DATA IN THIS EXERCISE: Begin
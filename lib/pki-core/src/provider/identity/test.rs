use std::sync::Arc;

use reqwest::Method;
use secrecy::{ExposeSecret, SecretString};
use serde_json::json;
use similar_asserts::assert_eq;
use time::{Duration, OffsetDateTime};
use wiremock::matchers::{body_string_contains, method, path};
use wiremock::{Mock, MockServer, ResponseTemplate};

use super::claims::AccessTokenClaims;
use super::keycloak::KeycloakClient;
use super::session::{AuthState, Session};
use super::test_utilities::jwt;
use super::{AccessTokenSource, IdentityError};
use crate::config::core_config::IdentityConfig;
use crate::provider::http_client::StatusCode;
use crate::provider::http_client::reqwest_client::ReqwestClient;

const TOKEN_PATH: &str = "/realms/pki/protocol/openid-connect/token";
const LOGOUT_PATH: &str = "/realms/pki/protocol/openid-connect/logout";

fn keycloak(mock_server: &MockServer) -> Arc<KeycloakClient> {
    Arc::new(KeycloakClient::new(
        Arc::new(ReqwestClient::default()),
        IdentityConfig {
            url: mock_server.uri().parse().unwrap(),
            realm: "pki".to_string(),
            client_id: "pki-frontend".to_string(),
        },
    ))
}

fn access_token(username: &str, roles: &[&str]) -> String {
    let exp = (OffsetDateTime::now_utc() + Duration::minutes(5)).unix_timestamp();
    jwt(json!({
        "sub": "6c1f",
        "email": format!("{username}@example.com"),
        "preferred_username": username,
        "exp": exp,
        "realm_access": { "roles": roles },
    }))
}

fn password() -> SecretString {
    "secret".to_string().into()
}

#[test]
fn test_decode_claims() {
    let claims = AccessTokenClaims::decode(&access_token("alice", &["USER", "admin"])).unwrap();

    assert_eq!(Some("alice"), claims.username());
    assert!(claims.has_role("ADMIN"));
    assert!(claims.has_role("user"));
    assert!(!claims.has_role("ca_user"));
    assert!(claims.expires_at().is_some());
}

#[test]
fn test_decode_malformed_token() {
    assert!(matches!(
        AccessTokenClaims::decode("not-a-jwt"),
        Err(IdentityError::MalformedToken(_))
    ));
    assert!(matches!(
        AccessTokenClaims::decode("a.%%%.c"),
        Err(IdentityError::MalformedToken(_))
    ));
}

#[tokio::test]
async fn test_login_with_password() {
    let mock_server = MockServer::start().await;
    let token = access_token("alice", &["user"]);
    Mock::given(method(Method::POST))
        .and(path(TOKEN_PATH))
        .and(body_string_contains("grant_type=password"))
        .and(body_string_contains("client_id=pki-frontend"))
        .and(body_string_contains("username=alice"))
        .and(body_string_contains("password=secret"))
        .and(body_string_contains("scope=openid"))
        .respond_with(ResponseTemplate::new(200).set_body_json(json!({
            "access_token": token,
            "expires_in": 300,
            "refresh_token": "refresh-1",
            "token_type": "Bearer",
        })))
        .expect(1)
        .mount(&mock_server)
        .await;

    let session = Session::login(keycloak(&mock_server), "alice", &password())
        .await
        .unwrap();

    assert_eq!(Some("alice"), session.username());
    assert!(!session.is_admin());
    assert_eq!(&["user".to_string()], session.roles());
    assert!(session.is_authenticated().await);
    assert_eq!(
        token,
        session.access_token().await.unwrap().expose_secret()
    );
}

#[tokio::test]
async fn test_login_rejected() {
    let mock_server = MockServer::start().await;
    Mock::given(method(Method::POST))
        .and(path(TOKEN_PATH))
        .respond_with(ResponseTemplate::new(401).set_body_json(json!({
            "error": "invalid_grant",
            "error_description": "Invalid user credentials",
        })))
        .mount(&mock_server)
        .await;

    let result = Session::login(keycloak(&mock_server), "alice", &password()).await;

    match result {
        Err(IdentityError::Rejected {
            status,
            description,
        }) => {
            assert_eq!(StatusCode(401), status);
            assert_eq!("Invalid user credentials", description);
        }
        _ => panic!("expected rejection"),
    }
}

#[tokio::test]
async fn test_expiring_token_refreshed() {
    let mock_server = MockServer::start().await;
    let refreshed = access_token("alice", &["admin"]);
    Mock::given(method(Method::POST))
        .and(path(TOKEN_PATH))
        .and(body_string_contains("grant_type=password"))
        .respond_with(ResponseTemplate::new(200).set_body_json(json!({
            "access_token": access_token("alice", &["admin"]),
            "expires_in": 10,
            "refresh_token": "refresh-1",
        })))
        .expect(1)
        .mount(&mock_server)
        .await;
    Mock::given(method(Method::POST))
        .and(path(TOKEN_PATH))
        .and(body_string_contains("grant_type=refresh_token"))
        .and(body_string_contains("refresh_token=refresh-1"))
        .respond_with(ResponseTemplate::new(200).set_body_json(json!({
            "access_token": refreshed,
            "expires_in": 300,
        })))
        .expect(1)
        .mount(&mock_server)
        .await;

    let session = Session::login(keycloak(&mock_server), "alice", &password())
        .await
        .unwrap();

    assert_eq!(
        refreshed,
        session.access_token().await.unwrap().expose_secret()
    );
    // valid for five minutes now, no second refresh
    assert_eq!(
        refreshed,
        session.access_token().await.unwrap().expose_secret()
    );
}

#[tokio::test]
async fn test_logout_ends_sso_session() {
    let mock_server = MockServer::start().await;
    Mock::given(method(Method::POST))
        .and(path(TOKEN_PATH))
        .respond_with(ResponseTemplate::new(200).set_body_json(json!({
            "access_token": access_token("bob", &[]),
            "expires_in": 300,
            "refresh_token": "refresh-2",
        })))
        .mount(&mock_server)
        .await;
    Mock::given(method(Method::POST))
        .and(path(LOGOUT_PATH))
        .and(body_string_contains("refresh_token=refresh-2"))
        .respond_with(ResponseTemplate::new(204))
        .expect(1)
        .mount(&mock_server)
        .await;

    let session = Session::login(keycloak(&mock_server), "bob", &password())
        .await
        .unwrap();
    session.logout().await.unwrap();

    assert!(!session.is_authenticated().await);
    assert!(matches!(
        session.access_token().await,
        Err(IdentityError::NotAuthenticated)
    ));
}

#[tokio::test]
async fn test_access_token_session_cannot_refresh() {
    let expired = jwt(json!({
        "preferred_username": "carol",
        "exp": (OffsetDateTime::now_utc() - Duration::minutes(1)).unix_timestamp(),
    }));

    let session = Session::from_access_token(expired.into()).unwrap();

    assert_eq!(Some("carol"), session.username());
    assert!(!session.is_authenticated().await);
    assert!(matches!(
        session.access_token().await,
        Err(IdentityError::NotAuthenticated)
    ));
}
DATA IN THIS EXERCISE: End
### [YOUR GOAL]
For every line above that includes the string "protocol", copy the line.

### [ANSWER SECTION]
const TOKEN_PATH: &str = "/realms/pki/protocol/openid-connect/token";
const LOGOUT_PATH: &str = "/realms/pki/protocol/openid-connect/logout";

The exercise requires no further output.